Electro Questions

[Vego]

Hello folks. Wonder if some electrical gurus might could help me here.

Of the 4 measurements referenced in the ohms law calculator (Volts, Amps, Resistance and Watts) does just one of them determine the rate of drain on the charge level of your battery, or is it a combination of 2 or more... or perhaps all of them?

Secondly, can anybody explain to me, say using an analogy of water flowing through a tube, what attributes of this model would describe the 4 measurements? Like say the diameter of the tube, or the volocity of the water through the tube, etc... If this is a ridiculous analogy for this purpose, is it possible to use another equally simple one? I'm usually lost without simple analogys.

 

[LucentShadow]

Hi. The electrical current (amperage) is the only thing that directly affects the drainage of charge in the battery.
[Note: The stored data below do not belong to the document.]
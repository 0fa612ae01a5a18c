// SPDX-FileCopyrightText: 2026 Archy Contributors
// SPDX-License-Identifier: MIT OR Apache-2.0

//! Crash-safe file persistence for the JSON documents owned by the pipeline.

use std::io::Write;
use std::path::Path;

use tempfile::NamedTempFile;

use crate::error::ArchyError;

/// Write `bytes` to `path` atomically.
///
/// The data goes to a temp file in the same directory, is fsynced, and then
/// renamed over the destination, so readers see either the old or the new
/// document and never a torn write.
pub fn write_atomic(path: &Path, bytes: &[u8]) -> Result<(), ArchyError> {
    let dir = match path.parent() {
        Some(p) if !p.as_os_str().is_empty() => p,
        _ => Path::new("."),
    };
    std::fs::create_dir_all(dir).map_err(ArchyError::storage)?;

    let mut tmp = NamedTempFile::new_in(dir).map_err(ArchyError::storage)?;
    tmp.write_all(bytes).map_err(ArchyError::storage)?;
    tmp.as_file().sync_all().map_err(ArchyError::storage)?;
    tmp.persist(path)
        .map_err(|e| ArchyError::storage(e.error))?;
    Ok(())
}

#[cfg(test)]
mod tests {
    use super::*;

    #[test]
    fn write_atomic_creates_parent_dirs() {
        let dir = tempfile::tempdir().unwrap();
        let path = dir.path().join("nested/deeper/doc.json");
        write_atomic(&path, b"{}").unwrap();
        assert_eq!(std::fs::read_to_string(&path).unwrap(), "{}");
    }

    #[test]
    fn write_atomic_replaces_existing_content() {
        let dir = tempfile::tempdir().unwrap();
        let path = dir.path().join("doc.json");
        write_atomic(&path, b"first version, longer").unwrap();
        write_atomic(&path, b"second").unwrap();
        assert_eq!(std::fs::read_to_string(&path).unwrap(), "second");

        let leftovers: Vec<_> = std::fs::read_dir(dir.path()).unwrap().collect();
        assert_eq!(leftovers.len(), 1, "temp file should have been renamed away");
    }
}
You could easily compare electrical current to water current. Electrical current (through wires) is the flow of electrons through it. More electrons means more amperage. Equate that to volume of water flowing through a pipe.

Voltage is just a difference in potential between two points. One point is more positively charged, and one point is more negatively charged. When a circuit is made between them, they will naturally seek balance. Imagine an empty tank and a tank full of water, waiting for a pipe to be opened between them.

Resistance is anything that impedes the flow of current. An electrical resistor limits the amount of current that can pass through a circuit, converting some of the current into heat. This is how an atomizer works as well. Imagine putting some sort of impeller in the water pipe, with the impeller attached to a wheel that turns a load. It will lower the water flow, but also convert the lost flow into some other power (or work.)

Wattage is just voltage multiplied by amperage. The important thing to understand about wattage is that it represents the total work done. This is heat in an atomizer. With two devices of different voltages set up for the same current drain to the battery, the higher voltage device will create more heat, as a tank with more water would get more work done in the above example.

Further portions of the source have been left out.